Y montado a lomos no de un bello corcel, sino de un triste asno entré en aquel pueblo.
La gente se amontonaba a los lados del camino por el que pasaba y pasaría, y arrancando ramas de los árboles que allí había, las usaron para saludar el paso de ese hombre que mostraba una imagen ridícula a la vista. Sus ojos percibían la desproporción entre los cuerpos del pollino y el hombre, más grande éste que aquel, arrastrando casi las piernas, alcanzando casi con los pies el suelo.
Saludaba con la mano manteniendo el gesto hierático frente a esa multitud que festejaba la mofa con ridículas muecas y risas, y que obtenía de semejante acto la satisfacción de la representación de una comedia con un solo actor.
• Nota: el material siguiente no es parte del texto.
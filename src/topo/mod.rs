//! 拓扑模块
//!
//! 地址模型、端口推导与 fat-tree 拓扑图。

mod addr;
pub mod fat_tree;
mod port;

pub use addr::{Layer, MacAddr, NodeAddress};
pub use fat_tree::{FatTreeOpts, FatTreeTopology};
pub use port::{HOST_PORT, LinkPorts, is_up_port, link_ports};
pub mod config;
pub mod ctl;
pub mod error;
pub mod routing;
pub mod topo;

pub use error::{Error, Result};

#[cfg(test)]
mod test;
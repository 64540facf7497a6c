//! 节点地址
//!
//! `NodeAddress` 是节点的规范身份 `(pod, switch, host)`，与 dpid、名字、
//! MAC、IPv4 之间可以互相转换且往返无损。

use std::fmt;
use std::net::Ipv4Addr;
use std::str::FromStr;

use crate::error::{Error, Result};

/// 拓扑层级，数值越小越靠近核心层。
#[derive(Debug, Clone, Copy, PartialEq, Eq, PartialOrd, Ord, Hash)]
pub enum Layer {
    Core = 0,
    Agg = 1,
    Edge = 2,
    Host = 3,
}

impl Layer {
    pub const ALL: [Layer; 4] = [Layer::Core, Layer::Agg, Layer::Edge, Layer::Host];

    pub fn index(self) -> usize {
        self as usize
    }

    pub fn from_index(idx: usize) -> Option<Layer> {
        Layer::ALL.get(idx).copied()
    }

    /// 上一层（更靠近核心）
    pub fn up(self) -> Option<Layer> {
        self.index().checked_sub(1).and_then(Layer::from_index)
    }

    /// 下一层（更靠近主机）
    pub fn down(self) -> Option<Layer> {
        Layer::from_index(self.index() + 1)
    }
}

/// 节点的规范身份
#[derive(Debug, Clone, Copy, PartialEq, Eq, PartialOrd, Ord, Hash)]
pub struct NodeAddress {
    pub pod: u8,
    pub switch: u8,
    pub host: u8,
}

impl NodeAddress {
    pub const fn new(pod: u8, switch: u8, host: u8) -> Self {
        Self { pod, switch, host }
    }

    /// 打包成 dpid：`pod<<16 | switch<<8 | host`
    pub fn dpid(self) -> u64 {
        (u64::from(self.pod) << 16) | (u64::from(self.switch) << 8) | u64::from(self.host)
    }

    pub fn from_dpid(dpid: u64) -> Result<Self> {
        if dpid > 0x00ff_ffff {
            return Err(Error::format(format!("{dpid:#x}"), "dpid wider than 24 bits"));
        }
        Ok(Self {
            pod: ((dpid >> 16) & 0xff) as u8,
            switch: ((dpid >> 8) & 0xff) as u8,
            host: (dpid & 0xff) as u8,
        })
    }

    /// 16 位十六进制的 dpid 文本
    pub fn dpid_str(self) -> String {
        format!("{:016x}", self.dpid())
    }

    pub fn from_dpid_str(s: &str) -> Result<Self> {
        if s.len() != 16 || !s.bytes().all(|b| b.is_ascii_hexdigit()) {
            return Err(Error::format(s, "dpid must be 16 hex digits"));
        }
        let dpid = u64::from_str_radix(s, 16).map_err(|_| Error::format(s, "dpid is not hex"))?;
        Self::from_dpid(dpid)
    }

    /// `"pod_switch_host"`
    pub fn name(self) -> String {
        self.to_string()
    }

    /// 仅对主机节点有意义。
    pub fn mac(self) -> MacAddr {
        MacAddr([0, 0, 0, self.pod, self.switch, self.host])
    }

    pub fn from_mac(mac: MacAddr) -> Option<Self> {
        match mac.0 {
            [0, 0, 0, pod, switch, host] => Some(Self::new(pod, switch, host)),
            _ => None,
        }
    }

    /// 仅对主机节点有意义。
    pub fn ip(self) -> Ipv4Addr {
        Ipv4Addr::new(10, self.pod, self.switch, self.host)
    }
}

impl fmt::Display for NodeAddress {
    fn fmt(&self, f: &mut fmt::Formatter<'_>) -> fmt::Result {
        write!(f, "{}_{}_{}", self.pod, self.switch, self.host)
    }
}

impl FromStr for NodeAddress {
    type Err = Error;

    fn from_str(s: &str) -> Result<Self> {
        let mut fields = [0u8; 3];
        let mut parts = s.split('_');
        for field in fields.iter_mut() {
            let part = parts
                .next()
                .ok_or_else(|| Error::format(s, "expected `pod_switch_host`"))?;
            if part.is_empty() || !part.bytes().all(|b| b.is_ascii_digit()) {
                return Err(Error::format(s, "fields must be decimal"));
            }
            *field = part
                .parse()
                .map_err(|_| Error::format(s, "field out of range 0..=255"))?;
        }
        if parts.next().is_some() {
            return Err(Error::format(s, "expected `pod_switch_host`"));
        }
        Ok(Self::new(fields[0], fields[1], fields[2]))
    }
}

/// 以太网 MAC 地址
#[derive(Debug, Clone, Copy, PartialEq, Eq, PartialOrd, Ord, Hash)]
pub struct MacAddr(pub [u8; 6]);

impl MacAddr {
    pub const BROADCAST: MacAddr = MacAddr([0xff; 6]);

    pub fn from_slice(b: &[u8]) -> Option<Self> {
        <[u8; 6]>::try_from(b).ok().map(MacAddr)
    }
}

impl fmt::Display for MacAddr {
    fn fmt(&self, f: &mut fmt::Formatter<'_>) -> fmt::Result {
        let [a, b, c, d, e, g] = self.0;
        write!(f, "{a:02x}:{b:02x}:{c:02x}:{d:02x}:{e:02x}:{g:02x}")
    }
}

impl FromStr for MacAddr {
    type Err = Error;

    fn from_str(s: &str) -> Result<Self> {
        let mut out = [0u8; 6];
        let mut parts = s.split(':');
        for byte in out.iter_mut() {
            let part = parts.next().ok_or_else(|| Error::format(s, "expected six octets"))?;
            if part.len() != 2 || !part.bytes().all(|b| b.is_ascii_hexdigit()) {
                return Err(Error::format(s, "octets must be two hex digits"));
            }
            *byte = u8::from_str_radix(part, 16)
                .map_err(|_| Error::format(s, "octets must be two hex digits"))?;
        }
        if parts.next().is_some() {
            return Err(Error::format(s, "expected six octets"));
        }
        Ok(MacAddr(out))
    }
}
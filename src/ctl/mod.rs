//! 反应式控制器模块
//!
//! 事件定义、交换机会话抽象、报文解析以及控制器状态机。

mod controller;
mod event;
mod message;
pub mod packet;
pub mod runner;
mod session;

pub use controller::{Controller, ControllerStats, MacLocation, PacketInOutcome};
pub use event::ControllerEvent;
pub use message::{
    ControlMessage, DEFAULT_PRIORITY, FlowMatch, FlowMod, IDLE_TIMEOUT, MISS_SEND_LEN,
};
pub use packet::PacketHeaders;
pub use session::{ChannelSession, SessionClosed, SwitchSession};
Los soldados del invasor sólo podían ver aquel acto sin atreverse a intervenir, sorprendidos y sobrepasados por aquella situación que descubrían horrorizados y perplejos. No querían generar disturbios que descontrolaran a la muchedumbre y tampoco entendían el sentido de aquella estúpida parodia de un hombre que ejecutaba un acto tan burlesco como inútil frente a los demás.

Llegado el momento de finalizar, bajé de mi montura y sin esperarlo me encontré frente a la que hubiera sido mi esposa.
Silencio.
Miradas que se cruzaron en un instante.
Rostros que sin hablarse se decían todo.

Como de costumbre, fui yo quien usó la palabra:
-“Espero que tu decisión te haya merecido la pena con tanto dolor como causaste”.
-“No hice nada. Sólo querer vivir. Nos equivocamos. Tomamos la decisión de unirnos sin meditarlo y somos muy diferentes”-respondió ella.
No pude más que mirarla atentamente y decirle:
-“La diferencia hace que el mundo que vivimos y perdimos hubiera podido ser una fuente en la que saciar nuestra sed. No se equivoca quien quiere y desea vivir, sino aquella persona que pese a aceptar una responsabilidad libremente la incumple día a día.
Fue tu carácter y no nuestras diferencias las que nos rompieron el alma. Fue tu insistencia en cumplir los sueños de los demás”.

Breve intercambio de palabras que como en otras ocasiones tuvo el mismo efecto.
Ella en su mundo y yo en el mío.
Ella impermeable a sentimientos ajenos para parapetarse en los suyos de los que nunca saldría.

La crueldad humana se refleja cada vez que una persona en su egoísmo, quebranta la voluntad de los demás, sea cual sea el precio a pagar.